Golden leaves flicker in the breeze like small, warm flames. They float like little confetti fireworks, dancing their way down to the ground. I’m trying my very best to be poetic and capture the loveliness of the weather right now, but the beauty really is ineffable. There are some things that just well up and I feel— – I can’t explain. To attempt to describe or try to put it into words is already to dim what it truly is. The beauty of the fall in the mountains is one of those things.
The Bible mentions how Jesus often went to the mountains in solitude to pray ( Mt. 14:23, Mk 6:46, Lk 6:12, Jn 6:15). I think I might understand why. There is no solitude in nature really, it’s all a friend: a pure, authentic showcase of God.
Take the river for instance. This weekend I went wading in it. The waters licked at my ankles and rolled over the smooth stones to splash my shins. The playfulness was like that of a golden retriever puppy— excited, happy, eager. It’s not always that way though. In the spring, she roars and rushes and carves away at the banks taking ravenous bites, carrying away anything in her path. Sometimes, in the winter she freezes over and leaves delicate feathers and beautiful embroidered patterns etched in the icy shelves of her banks. In all her states she is delightful, bringing something new but always remaining true to herself.
Similarly there is the breeze. My mom sometimes describes it as “delicious” and after this weekend I understand why. It felt as though you could just drink it in: it was cool and sweet, and was just enough to toss around your hair and run its gentle fingers through your curls. Doubling that with the warm beams of sunlight, streaming down from the cerulean sky, the two made a pair that made me want to bask in the joy of it forever.
As I’m writing this it is October 4th, the feast day of Saint Francis of Assisi, one of the best known nature lovers in the Church, maybe even in the world. In his “Canticle of the Creatures” he praises the Lord for “Brother Sun” and “Sister Moon,” familial terms that indicate the close relationship he had with the natural world. And rightly so, for we all have this relationship.
Allow me to explain a bit further. I am in my third year teaching science and religion at De La Salle Blackfeet School, a fourth through eighth grade school in Browning, Montana, on the Blackfeet Reservation. Something wonderful that I’ve learned during my time here is that in both the Blackfeet and the biblical creation stories, humans are made from mud, clay, the earth. We come from the land, the land makes us up. This isn’t just a nice mythological sentiment though. Biologist John Mionczynski who spent extensive time in Wyoming’s Red Desert explains that “ a lot of the cells in your body go away and are replaced by new cells about every two weeks, so after a month living in the red desert, your body has become the red desert!” We literally are made up of the places we spend time in!

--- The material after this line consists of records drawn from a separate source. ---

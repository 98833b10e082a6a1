//! Transport layer for ECU communication
//!
//! This module provides link adapters for talking to the ECU:
//! - Serial adapter over any async byte stream (tokio-serial in production)
//! - Mock adapter for testing and running without hardware
//!
//! # Example
//!
//! ```ignore
//! use ecu_link::transport::{create_link, LinkAdapter, LinkKind};
//!
//! let mut link = create_link(&LinkKind::Serial(config.serial()), &table)?;
//! link.send(b"A").await?;
//! ```

mod adapter;
pub mod error;
pub mod mock;
pub mod stream;

pub use adapter::LinkAdapter;
pub use error::LinkError;
pub use mock::{MockConfig, MockHandle, MockLink};
pub use stream::{open_serial, SerialLink, StreamLink};

use ecu_conv::ChannelTable;

use crate::config::SerialConfig;

/// Which adapter to build
#[derive(Debug, Clone)]
pub enum LinkKind {
    /// Serial port to a real ECU
    Serial(SerialConfig),
    /// Synthetic ECU producing frames for the channel table
    Mock(MockConfig),
}

/// Create a link adapter based on configuration
pub fn create_link(
    kind: &LinkKind,
    table: &ChannelTable,
) -> Result<Box<dyn LinkAdapter>, LinkError> {
    match kind {
        LinkKind::Serial(config) => {
            let link = SerialLink::open(config)?;
            Ok(Box::new(link))
        }
        LinkKind::Mock(config) => {
            let link = MockLink::synthetic(config.clone(), table.clone());
            Ok(Box::new(link))
        }
    }
}
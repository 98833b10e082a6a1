//! Display consumer
//!
//! Decodes only the selected channel and hands it to the renderer. Cycles
//! without data leave the previous reading on screen.

use ecu_conv::{decode, ChannelTable};
use ecu_link::CycleResult;
use tracing::{debug, warn};

use crate::render::Renderer;

pub struct DisplayConsumer<R> {
    table: ChannelTable,
    renderer: R,
}

impl<R: Renderer> DisplayConsumer<R> {
    pub fn new(table: ChannelTable, renderer: R) -> Self {
        Self { table, renderer }
    }

    pub fn table(&self) -> &ChannelTable {
        &self.table
    }

    pub fn renderer(&self) -> &R {
        &self.renderer
    }

    /// Handle one cycle; returns true when the renderer was called
    pub fn on_cycle(&mut self, result: &CycleResult, index: usize) -> bool {
        let Some(frame) = result.frame() else {
            return false;
        };

        let Some(channel) = self.table.get(index) else {
            warn!(index, "Selected channel index out of range");
            return false;
        };

        let value = match decode(frame, channel) {
            Ok(value) => value,
            Err(e) => {
                debug!(channel = %channel.name, error = %e, "Skipping display update");
                return false;
            }
        };

        if let Err(e) = self.renderer.render(value.name(), value.physical_value) {
            warn!(error = %e, "Render failed");
        }
        true
    }
}

#[cfg(test)]
mod tests {
    use super::*;
    use std::io;

    #[derive(Default)]
    struct Recorder {
        calls: Vec<(String, f64)>,
    }

    impl Renderer for Recorder {
        fn render(&mut self, name: &str, value: f64) -> io::Result<()> {
            self.calls.push((name.to_string(), value));
            Ok(())
        }
    }

    fn frame() -> Vec<u8> {
        let mut frame = vec![0u8; 32];
        frame[22..24].copy_from_slice(&[0x00, 0x64]); // coolant 4.44
        frame[28..30].copy_from_slice(&147i16.to_be_bytes()); // afr 14.7
        frame
    }

    #[test]
    fn test_renders_selected_channel_only() {
        let mut display = DisplayConsumer::new(ChannelTable::reference(), Recorder::default());

        assert!(display.on_cycle(&CycleResult::Data(frame()), 0));
        assert!(display.on_cycle(&CycleResult::Data(frame()), 2));

        let calls = &display.renderer().calls;
        assert_eq!(calls.len(), 2);
        assert_eq!(calls[0].0, "coolant");
        assert!((calls[0].1 - 4.44).abs() < 1e-9);
        assert_eq!(calls[1].0, "afr1");
        assert!((calls[1].1 - 14.7).abs() < 1e-9);
    }

    #[test]
    fn test_empty_cycle_does_not_render() {
        let mut display = DisplayConsumer::new(ChannelTable::reference(), Recorder::default());

        assert!(!display.on_cycle(&CycleResult::Empty, 0));
        assert!(display.renderer().calls.is_empty());
    }

    #[test]
    fn test_short_frame_does_not_render() {
        let mut display = DisplayConsumer::new(ChannelTable::reference(), Recorder::default());

        // map at offset 18 fits, afr1 at offset 28 does not
        let result = CycleResult::Data(vec![0u8; 24]);
        assert!(display.on_cycle(&result, 3));
        assert!(!display.on_cycle(&result, 2));
        assert_eq!(display.renderer().calls.len(), 1);
    }

    #[test]
    fn test_out_of_range_index() {
        let mut display = DisplayConsumer::new(ChannelTable::reference(), Recorder::default());
        assert!(!display.on_cycle(&CycleResult::Data(frame()), 4));
    }
}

It’s incredible really, how inextricably woven we are. Pope Francis wrote, “Human life is grounded in three fundamental and closely intertwined relationships: with God, with our neighbor, and with the earth itself” (Laudato Si’, 66). We are all a part of one magnificent web, to tug on one string is to shift the entire lattice. It is humbling, not only to look at the might and extent of it all, but also to face the reality of the magnificent role we have in shaping what it turns out to be.
In sixth grade science this week, we were studying the hydrosphere and our water consumption. After gaining a wider scope and reflecting on our use and the resources available to others in different parts of the world, the students researched and came up with a list of things they could do to help conserve water. None was particularly groundbreaking: take shorter showers, fix leaky faucets, and, my personal favorite, if you drop an ice cube on the floor put it in a plant dish instead of throwing it down the drain of the sink. While they might seem pretty mundane and small, it points to a larger shift in the hearts and minds of the students, for all of these humble actions showcase gratitude and respect—not only for water, but for the other people who might not have access to as much. By making these small changes, watering plants with dirtied ice, the kids are not only respecting the gift of water, but working to love others, even those they may never meet. If these 11 year olds think of the video we watched of the young lady who spends eight hours each day walking to get water when they turn off their shower at minute five, they are loving her from thousands of miles away, and how could that not make God smile?!
So in a nutshell I am thankful. I am thankful for the striking beauty of Montana, for the opportunity to choose love in our small, humble, but mighty actions. I am thankful for my students’ unabashed love that spurs them to action. And in a time of isolation, while our reservation is in a lockdown that can sometimes make it seem distant from the rest of the world, I am thankful for the connection to God, others, and Earth that assures me (and you!) that you will never be alone.
Regina Bettag is a third-year volunteer serving at De La Salle Blackfeet School in Browning, Montana, where she serves as a science and religion teacher. She is a graduate of Saint Mary’s University of Minnesota in Winona.